Raina laid her tiny purse upon the bar before turning to her raven-haired companion. Their eyes met for only an instant before Raina automatically glanced away. The longer she knew Brenna, and the closer they became as friends, the more difficult it was for Raina to meet her gaze directly. Perhaps a part of it was due to what she’d just observed moments ago, but it was altogether a different matter of discomfort, for the most part.
“How’s business?” Brenna asked with a slight nod towards the door.
Raina rested an elbow upon the bar and her chin in her palm. “Bloody.”
“But lucrative, I hope…?”
“More or less,” Raina conceded with another shrug. “At least I got a tip this time. Everyone else seems to think I’m just doing a public service.”
“Well … aren’t you?” she asked with a raised eyebrow.
“Not really,” Raina said. “I’d like to say I’m just a small-time entrepreneur, but that would imply that I’m actually making a lot of money.”
“You make enough to cover your tab and mine every night, and then some.”
Raina pointed to the half-empty stein of beer next to Brenna. “You want another?”
“Hmm … let me think about that.” And with that, Brenna raised the stein and poured the contents straight down her throat in a single motion – just one of her many strange talents. She clunked the stein down upon the bar, wiped her lips carefully, and nodded in acceptance.
Shaking her head, but smiling, Raina sighed, “You are such a freak of nature.”
“Oh, you know you love me.”
Raina h
ad known Brenna for a few years. In many ways that weren’t always obvious, they were complete opposites, yet she considered Brenna to be one of her two best friends. As she saw it, everyone needed an influential balance. On one shoulder sat an angel – her other friend, Lisa – and on the other was her devil, Brenna. As she’d come to learn, it was perhaps the only way to truly get the most out of life without running oneself directly into the ground. Although her life was very, very far from eventful or emotionally fulfilling, there was certainly no shortage of amusement to be had when she was with Brenna. However, she was always worried that spending too much time with her would somehow get her into serious trouble at some point, and so it was her “safer” friend, Lisa, that often was the voice of reason and sanity to steer her away from regrettable decisions. What Brenna said to her next, however, seemed almost completely out of character.
“Y’know, you’ve been drinking an awful lot, lately.”
Raina blinked at her as the bartender presented her poison of choice. “This coming from the chick who practically inhales Coors Light?”
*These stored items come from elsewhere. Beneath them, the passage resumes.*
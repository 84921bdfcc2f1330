use thiserror::Error;

use crate::common::types::ServerId;

/// A convenient Result alias returning [`VoiceError`].
pub type Result<T> = std::result::Result<T, VoiceError>;

/// Every failure the voice core can produce.
///
/// The session runner is the only place these are mapped to lifecycle
/// decisions (resume / reconnect / fatal); see [`crate::gateway::close`].
#[derive(Debug, Error)]
pub enum VoiceError {
    #[error("operation invalid while {0}")]
    InvalidState(&'static str),

    #[error("control payload is {size} bytes, limit is {limit}")]
    PayloadTooLarge { size: usize, limit: usize },

    #[error("media transport not initialized")]
    NotInitialized,

    #[error("a handshake is already pending for server {0}")]
    AlreadyPending(ServerId),

    #[error("argument out of range: {0}")]
    ArgumentOutOfRange(&'static str),

    #[error("another caller is already transmitting on this session")]
    AlreadyTransmitting,

    /// The voice gateway closed the connection with one of its 4xxx codes.
    #[error("voice gateway closed with code {0}")]
    GatewayClosed(u16),

    #[error("voice gateway protocol violation: {0}")]
    ProtocolViolation(String),

    /// Transport-level WebSocket closure (1xxx codes, including the
    /// synthetic 1006 for a stream that ended without a close frame).
    #[error("websocket closed with code {0}")]
    WebSocketClosed(u16),

    #[error("timed out waiting for {0}")]
    Timeout(&'static str),

    #[error("websocket transport error: {0}")]
    WebSocket(#[from] tokio_tungstenite::tungstenite::Error),

    #[error(transparent)]
    Io(#[from] std::io::Error),

    #[error("payload codec error: {0}")]
    Json(#[from] serde_json::Error),

    #[error("udp send failed (os error {code:?})")]
    UdpSendFailed { code: Option<i32> },

    #[error("ip discovery failed: {0}")]
    IpDiscoveryFailed(&'static str),

    #[error("no supported encryption mode among {0:?}")]
    NoSupportedEncryptionMode(Vec<String>),

    #[error("opus error: {0}")]
    Opus(audiopus::Error),

    #[error("aead sealing failed")]
    Crypto,

    #[error("heartbeat ack overdue")]
    HeartbeatTimeout,

    #[error("operation cancelled")]
    Cancelled,
}

// audiopus::Error predates the std Error blanket conventions, so no #[from].
impl From<audiopus::Error> for VoiceError {
    fn from(e: audiopus::Error) -> Self {
        Self::Opus(e)
    }
}

impl VoiceError {
    pub(crate) fn udp_send(e: &std::io::Error) -> Self {
        Self::UdpSendFailed { code: e.raw_os_error() }
    }
}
“Nah … I was just showing off,” Brenna said dismissively with a graceful wave of her black polished nails. “Seriously, though. Is this your new angle on meeting someone?”
“How’s that?”
“The way you’re sucking down booze, lately,” Brenna said, pointing to her as Raina almost unconsciously took a long gulp from her own drink, “it’s like you’re hoping to get forced into AA meetings just so you can find a date.”
Raina rolled her eyes and swiveled upon her stool to face the bar directly. She stared up at one of the television sets above the bar, watching the silent images of a special news report whose headline asked, High Court Terror Alert? File footage of Grand Duchess Duvessa Fallamhain speaking at past a news conference was shown before another clip of her being rushed into a limousine and surrounded by human and vampire bodyguards in what appeared to be a recent and chaotic event. The sound of that television was switched off, though, in favor of the much louder and apparently more interesting banter of a sports commentator and an arena full of cheering fans blared from a March Madness basketball game broadcast on the huge flat-screen television on the other end of the bar.